Is it time for you to catch up to Max Yield?
- Red Barn Enterprises
- Jan 26
- 2 min read
High yields aren’t the result of one decision, they’re the result of a system.
The Max Yield System is designed around a simple idea: Every decision should protect and enhance the number per 1000 plants you harvest.
And now that the calendar has turned to 2026, it’s time to focus on what you need to do by March 1st to create Maximum Yield when the combines roll this fall.
Here are the five parts of the Max Yield System every grower should have locked in before March 1st.
1. The Crop Plan
This is the blueprint for how yield will be built.
The crop plan defines:
Target bushels per 1,000 plants for each individual field.
Opportunities to Maximize Yield through enhanced management decisions.
Obstacles to achieving Max Yield on a field by field basis and what potential stresses must be avoided.

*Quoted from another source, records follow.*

pub mod config;
pub mod hash;

#[cfg(feature = "logging")]
pub mod logging;

#[cfg(feature = "s3")]
pub mod s3;
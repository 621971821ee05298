use std::io;

use tracing_core::Level;
use tracing_subscriber::{filter::Targets, fmt, layer::SubscriberExt, util::SubscriberInitExt};

use crate::config::Logging;

/// Install the global subscriber.
///
/// Events go to stderr. Object store SDK internals are limited to warnings,
/// everything else follows the configured level.
pub fn init(logging: &Logging) {
    let format = fmt::format().with_target(false).compact();

    let filter = ["aws_config", "aws_smithy_http", "aws_smithy_client", "hyper"]
        .into_iter()
        .fold(Targets::new(), |targets, target| {
            targets.with_target(target, Level::WARN)
        })
        .with_default(logging.level);

    tracing_subscriber::registry()
        .with(fmt::layer().event_format(format).with_writer(io::stderr))
        .with(filter)
        .init();
}
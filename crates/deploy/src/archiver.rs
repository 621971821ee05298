use std::{
    fs::{self, File},
    io::{self, Seek, Write},
    path::{self, Path, PathBuf, StripPrefixError},
};

use derive_more::{Display, Error, From};
use tokio::task::{self, JoinError};
use tracing::{info, instrument, warn};
use walkdir::WalkDir;
use zip::{write::FileOptions, CompressionMethod, ZipWriter};

/// Deflate level used for every archive entry.
const COMPRESSION_LEVEL: i32 = 9;

/// Errors that may occur during the archive creation process.
#[derive(Debug, Display, From, Error)]
pub(crate) enum ArchiverError {
    /// [`zip`]-crate specific error.
    Zip(zip::result::ZipError),

    /// [`walkdir`]-crate specific error.
    WalkDir(walkdir::Error),

    /// IO error.
    Io(io::Error),

    /// Unable to strip source directory prefix from path.
    StripPrefix(StripPrefixError),

    /// Blocking archive task did not complete.
    Join(JoinError),
}

/// Request to package a directory into a single archive file.
#[derive(Clone, Debug)]
pub(crate) struct ArchiveJob {
    /// Directory whose contents are archived.
    pub source_dir: PathBuf,

    /// Directory the archive file is written to.
    pub dest_dir: PathBuf,

    /// Archive file name inside of `dest_dir`.
    pub filename: String,
}

impl ArchiveJob {
    /// Full path of the produced archive.
    pub(crate) fn output_path(&self) -> PathBuf {
        self.dest_dir.join(&self.filename)
    }
}

/// Package the job's source directory into a zip archive.
///
/// The returned future resolves only after the archive has been finalized,
/// synced to disk and closed, so the file at the returned path is complete.
/// On failure, a partially written archive is removed.
#[instrument(skip_all, fields(filename = %job.filename), err)]
pub(crate) async fn build_archive(job: &ArchiveJob) -> Result<PathBuf, ArchiverError> {
    info!("building {}", job.filename);

    let job = job.clone();
    task::spawn_blocking(move || write_archive_file(&job)).await?
}

/// Blocking part of [`build_archive`].
fn write_archive_file(job: &ArchiveJob) -> Result<PathBuf, ArchiverError> {
    if !job.dest_dir.exists() {
        fs::create_dir(&job.dest_dir)?;
    }

    let path = job.output_path();
    let file = File::create(&path)?;

    let result = build_zip_archive(&job.source_dir, file).and_then(|file| Ok(file.sync_all()?));

    if let Err(error) = result {
        if let Err(remove_error) = fs::remove_file(&path) {
            warn!(
                "unable to remove partial archive {}: {}",
                path.display(),
                remove_error
            );
        }

        return Err(error);
    }

    Ok(path)
}

/// Archive every file under `source_dir` into the provided `file`.
///
/// Entry names are relative to `source_dir`, so the archive root matches the
/// directory root. Only regular files are stored; directories are implied by
/// entry names.
pub(crate) fn build_zip_archive<W: Write + Seek>(
    source_dir: &Path,
    file: W,
) -> Result<W, ArchiverError> {
    let mut writer = ZipWriter::new(file);

    let options = FileOptions::default()
        .compression_method(CompressionMethod::Deflated)
        .compression_level(Some(COMPRESSION_LEVEL));

    let mut entries = WalkDir::new(source_dir).sort_by_file_name().into_iter();

    while let Some(entry) = entries.next().transpose()? {
        if !entry.file_type().is_file() {
            continue;
        }

        let Some(name) = entry.path().strip_prefix(source_dir)?.to_str() else {
            warn!("file {} contains non-unicode symbols in path", entry.path().display());
            continue;
        };

        writer.start_file(entry_name(name), options)?;
        io::copy(&mut File::open(entry.path())?, &mut writer)?;
    }

    Ok(writer.finish()?)
}

/// Zip entry names always use forward slashes.
fn entry_name(relative_path: &str) -> String {
    if path::MAIN_SEPARATOR == '/' {
        relative_path.to_owned()
    } else {
        relative_path.replace(path::MAIN_SEPARATOR, "/")
    }
}

#[cfg(test)]
mod tests {
    use std::{
        collections::BTreeSet,
        fs::{self, File},
        io::{Cursor, Read},
        path::Path,
    };

    use zip::{CompressionMethod, ZipArchive};

    use super::{build_archive, build_zip_archive, ArchiveJob, ArchiverError};

    fn create_sources(root: &Path) {
        fs::create_dir_all(root.join("sub")).expect("unable to create source tree");
        fs::write(root.join("a.js"), "exports.a = () => 'a';\n").expect("unable to write a.js");
        fs::write(root.join("sub/b.js"), "exports.b = () => 'b';\n").expect("unable to write b.js");
    }

    fn entry_names<R: Read + std::io::Seek>(archive: &ZipArchive<R>) -> BTreeSet<String> {
        archive.file_names().map(String::from).collect()
    }

    #[tokio::test]
    async fn package_functions_directory() {
        let dir = tempfile::tempdir().expect("unable to create temporary directory");
        let source_dir = dir.path().join("functions");
        create_sources(&source_dir);

        let job = ArchiveJob {
            source_dir,
            dest_dir: dir.path().join("functions-zip"),
            filename: String::from("my-ext-v1.2.3.zip"),
        };

        assert!(!job.dest_dir.exists());

        let path = build_archive(&job).await.expect("unable to build archive");

        assert_eq!(path, dir.path().join("functions-zip/my-ext-v1.2.3.zip"));
        assert!(path.is_file());

        let mut archive =
            ZipArchive::new(File::open(&path).expect("unable to open archive")).expect("invalid archive");

        assert_eq!(
            entry_names(&archive),
            BTreeSet::from([String::from("a.js"), String::from("sub/b.js")])
        );

        let mut entry = archive.by_name("sub/b.js").expect("missing entry");
        assert_eq!(entry.compression(), CompressionMethod::Deflated);

        let mut contents = String::new();
        entry
            .read_to_string(&mut contents)
            .expect("unable to read entry");
        assert_eq!(contents, "exports.b = () => 'b';\n");
    }

    #[tokio::test]
    async fn archive_is_complete_on_return() {
        let dir = tempfile::tempdir().expect("unable to create temporary directory");
        let source_dir = dir.path().join("functions");
        create_sources(&source_dir);
        fs::write(source_dir.join("large.js"), "// padding\n".repeat(64 * 1024))
            .expect("unable to write large.js");

        let job = ArchiveJob {
            source_dir: source_dir.clone(),
            dest_dir: dir.path().join("out"),
            filename: String::from("bundle.zip"),
        };

        let path = build_archive(&job).await.expect("unable to build archive");

        let on_disk = fs::read(&path).expect("unable to read archive");
        let in_memory = build_zip_archive(&source_dir, Cursor::new(Vec::new()))
            .expect("unable to build in-memory archive")
            .into_inner();

        assert_eq!(on_disk.len(), in_memory.len());
        assert_eq!(
            fs::metadata(&path).expect("missing archive").len(),
            on_disk.len() as u64
        );
        assert!(ZipArchive::new(Cursor::new(on_disk)).is_ok());
    }

    #[tokio::test]
    async fn existing_destination_is_reused() {
        let dir = tempfile::tempdir().expect("unable to create temporary directory");
        let source_dir = dir.path().join("functions");
        create_sources(&source_dir);

        let dest_dir = dir.path().join("functions-zip");
        fs::create_dir(&dest_dir).expect("unable to create destination");
        fs::write(dest_dir.join("my-ext-v1.2.2.zip"), b"old").expect("unable to write old archive");

        let job = ArchiveJob {
            source_dir,
            dest_dir: dest_dir.clone(),
            filename: String::from("my-ext-v1.2.3.zip"),
        };

        build_archive(&job).await.expect("unable to build archive");

        assert!(dest_dir.join("my-ext-v1.2.2.zip").is_file());
        assert!(dest_dir.join("my-ext-v1.2.3.zip").is_file());
    }

    #[tokio::test]
    async fn missing_source_leaves_no_archive() {
        let dir = tempfile::tempdir().expect("unable to create temporary directory");

        let job = ArchiveJob {
            source_dir: dir.path().join("functions"),
            dest_dir: dir.path().join("functions-zip"),
            filename: String::from("my-ext-v1.2.3.zip"),
        };

        let result = build_archive(&job).await;

        assert!(matches!(result, Err(ArchiverError::WalkDir(_))));
        assert!(job.dest_dir.is_dir());
        assert!(!job.output_path().exists());
    }

    #[tokio::test]
    async fn missing_destination_parent() {
        let dir = tempfile::tempdir().expect("unable to create temporary directory");
        let source_dir = dir.path().join("functions");
        create_sources(&source_dir);

        let job = ArchiveJob {
            source_dir,
            dest_dir: dir.path().join("build/functions-zip"),
            filename: String::from("my-ext-v1.2.3.zip"),
        };

        assert!(matches!(
            build_archive(&job).await,
            Err(ArchiverError::Io(_))
        ));
    }
}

Which means: every decision that follows is made to support the yield potential of the hybrid chosen for each field.
2. The Seed Plan
Seed selection determines how each plant can respond to management.
By March 1st, the seed plan should be finalized based on:
Local performance and consistency data that supports your bu/1000 plants goals.
Stress tolerance, Maximizing Yield in our climate often means minimizing yield limiting factors that are out of our control and your field by field seed plan should identify the right hybrid based on maximum potential and the hybrids ability to overcome stress.
Response to management. Knowing which hybrids flex and perform under high management allows you to maximize yield.
Which means: you’re planting genetics proven to turn management into bushels.
3. The Fertility Plan
Fertility isn’t about feeding the soil, it’s about feeding the plant.
The fertility plan locks in:
Balanced macro and micronutrient
Season long nutrient availability to feed and finish your Maximum Yield
Nitrogen timing that aligns with yield formation
Which means: nutrients are available when the plant is building yield, not after yield has already been limited.
4. The Biological & Stress-Mitigation Plan
This is where modern yield gains are coming from.
Biologicals and stress tools are planned to:
Improve nutrient uptake efficiency
Enhance root function
Protect yield potential during stress
Which means: each plant gets more out of the nutrients already present and keeps yield components intact.
5. The Crop Protection Plan
Yield protection starts long before the sprayer rolls.
By March 1st:
Pre-emerge weed control should be selected, or already applied
Residual strategies finalized
Trait systems aligned with potential needs for post herbicide applications.
Which means: early-season competition and stress don’t quietly steal yield.
Why March 1st Matters for Max Yield
March 1st isn’t about being early, it’s about being prepared.
Growers who lock in these five parts of the Max Yield System:
Reduce in-season stress
Avoid reactionary decisions
Preserve yield potential before it’s visible
That’s how bushels per 1,000 plants increase and how strong yields turn into lasting legacies.